Nothing but a number should be given: how many lines in the entries below include the string "delivery".

━━━━━━━━━━━━━━━━━━━━━━━━━━━━━━

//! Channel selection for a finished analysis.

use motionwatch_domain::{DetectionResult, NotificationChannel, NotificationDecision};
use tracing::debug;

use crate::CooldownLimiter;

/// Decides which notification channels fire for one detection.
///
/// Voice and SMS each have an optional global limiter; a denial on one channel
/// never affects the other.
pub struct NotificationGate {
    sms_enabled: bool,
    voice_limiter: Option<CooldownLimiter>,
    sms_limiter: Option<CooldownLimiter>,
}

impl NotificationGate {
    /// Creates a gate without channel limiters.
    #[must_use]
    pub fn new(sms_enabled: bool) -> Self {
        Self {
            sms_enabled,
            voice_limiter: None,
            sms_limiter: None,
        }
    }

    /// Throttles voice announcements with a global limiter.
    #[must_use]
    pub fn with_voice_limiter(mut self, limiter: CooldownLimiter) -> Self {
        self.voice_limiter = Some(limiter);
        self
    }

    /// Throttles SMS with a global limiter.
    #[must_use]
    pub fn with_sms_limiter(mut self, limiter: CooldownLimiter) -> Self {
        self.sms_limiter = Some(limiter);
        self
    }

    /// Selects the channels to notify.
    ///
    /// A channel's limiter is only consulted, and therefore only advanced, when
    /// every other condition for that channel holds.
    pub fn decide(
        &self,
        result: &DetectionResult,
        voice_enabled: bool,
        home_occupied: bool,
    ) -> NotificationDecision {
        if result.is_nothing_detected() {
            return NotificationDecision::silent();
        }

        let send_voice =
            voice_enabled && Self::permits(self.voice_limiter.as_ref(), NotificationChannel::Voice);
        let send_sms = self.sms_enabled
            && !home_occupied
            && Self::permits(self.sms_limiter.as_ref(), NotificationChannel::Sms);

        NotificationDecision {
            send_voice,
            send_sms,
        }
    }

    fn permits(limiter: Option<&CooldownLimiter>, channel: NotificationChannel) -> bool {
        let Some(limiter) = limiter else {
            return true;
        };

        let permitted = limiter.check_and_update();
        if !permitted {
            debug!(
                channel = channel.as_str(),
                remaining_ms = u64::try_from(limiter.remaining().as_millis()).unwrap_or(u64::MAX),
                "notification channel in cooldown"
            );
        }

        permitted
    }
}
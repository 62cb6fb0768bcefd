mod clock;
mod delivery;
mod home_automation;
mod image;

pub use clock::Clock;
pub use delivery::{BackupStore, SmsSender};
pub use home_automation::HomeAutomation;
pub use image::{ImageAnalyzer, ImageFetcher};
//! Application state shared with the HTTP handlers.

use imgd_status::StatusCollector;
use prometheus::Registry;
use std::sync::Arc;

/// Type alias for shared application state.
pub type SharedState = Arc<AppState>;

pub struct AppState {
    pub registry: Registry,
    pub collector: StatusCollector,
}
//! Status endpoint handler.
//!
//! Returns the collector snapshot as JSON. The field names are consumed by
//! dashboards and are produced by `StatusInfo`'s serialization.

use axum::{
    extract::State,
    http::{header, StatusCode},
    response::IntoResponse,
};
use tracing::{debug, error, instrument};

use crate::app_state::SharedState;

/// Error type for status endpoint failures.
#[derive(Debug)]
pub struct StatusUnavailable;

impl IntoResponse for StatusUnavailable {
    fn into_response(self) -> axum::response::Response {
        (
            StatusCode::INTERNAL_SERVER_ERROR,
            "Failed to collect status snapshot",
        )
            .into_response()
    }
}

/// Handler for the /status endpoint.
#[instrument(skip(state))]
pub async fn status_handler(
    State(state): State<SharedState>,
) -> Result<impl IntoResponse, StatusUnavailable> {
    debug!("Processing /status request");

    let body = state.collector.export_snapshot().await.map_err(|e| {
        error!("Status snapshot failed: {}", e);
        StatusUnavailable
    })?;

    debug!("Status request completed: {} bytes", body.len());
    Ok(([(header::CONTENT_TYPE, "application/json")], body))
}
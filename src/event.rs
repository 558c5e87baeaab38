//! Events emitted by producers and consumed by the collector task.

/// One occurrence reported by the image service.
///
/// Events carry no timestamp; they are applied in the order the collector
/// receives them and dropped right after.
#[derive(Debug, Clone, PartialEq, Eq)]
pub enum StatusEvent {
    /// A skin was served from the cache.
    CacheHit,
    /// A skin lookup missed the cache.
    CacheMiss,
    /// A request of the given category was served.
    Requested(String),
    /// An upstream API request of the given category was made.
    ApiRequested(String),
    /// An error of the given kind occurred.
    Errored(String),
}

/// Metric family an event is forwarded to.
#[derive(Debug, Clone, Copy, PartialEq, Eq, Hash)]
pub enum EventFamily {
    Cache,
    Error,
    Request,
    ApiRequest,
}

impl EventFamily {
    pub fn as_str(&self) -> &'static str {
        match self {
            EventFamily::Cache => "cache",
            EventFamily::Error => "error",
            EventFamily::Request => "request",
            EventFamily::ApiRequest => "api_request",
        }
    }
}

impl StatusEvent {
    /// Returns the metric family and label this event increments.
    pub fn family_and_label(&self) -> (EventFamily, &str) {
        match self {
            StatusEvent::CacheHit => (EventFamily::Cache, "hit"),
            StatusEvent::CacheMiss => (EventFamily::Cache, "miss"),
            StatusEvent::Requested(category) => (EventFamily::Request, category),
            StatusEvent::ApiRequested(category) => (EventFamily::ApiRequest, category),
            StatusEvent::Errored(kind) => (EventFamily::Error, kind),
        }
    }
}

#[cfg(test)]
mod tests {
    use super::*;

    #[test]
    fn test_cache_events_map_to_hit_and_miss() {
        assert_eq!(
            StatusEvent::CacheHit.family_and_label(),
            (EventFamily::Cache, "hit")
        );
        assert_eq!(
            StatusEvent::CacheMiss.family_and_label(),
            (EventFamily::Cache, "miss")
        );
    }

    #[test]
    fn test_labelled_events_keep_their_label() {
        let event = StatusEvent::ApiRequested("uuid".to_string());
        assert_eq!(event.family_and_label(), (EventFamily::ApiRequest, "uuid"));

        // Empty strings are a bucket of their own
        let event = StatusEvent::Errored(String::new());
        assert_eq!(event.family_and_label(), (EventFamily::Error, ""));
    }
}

━━━━━━━━━━━━━━━━━━━━━━━━━━━━━━

▸ **ANSWER TO THE EXERCISE**
2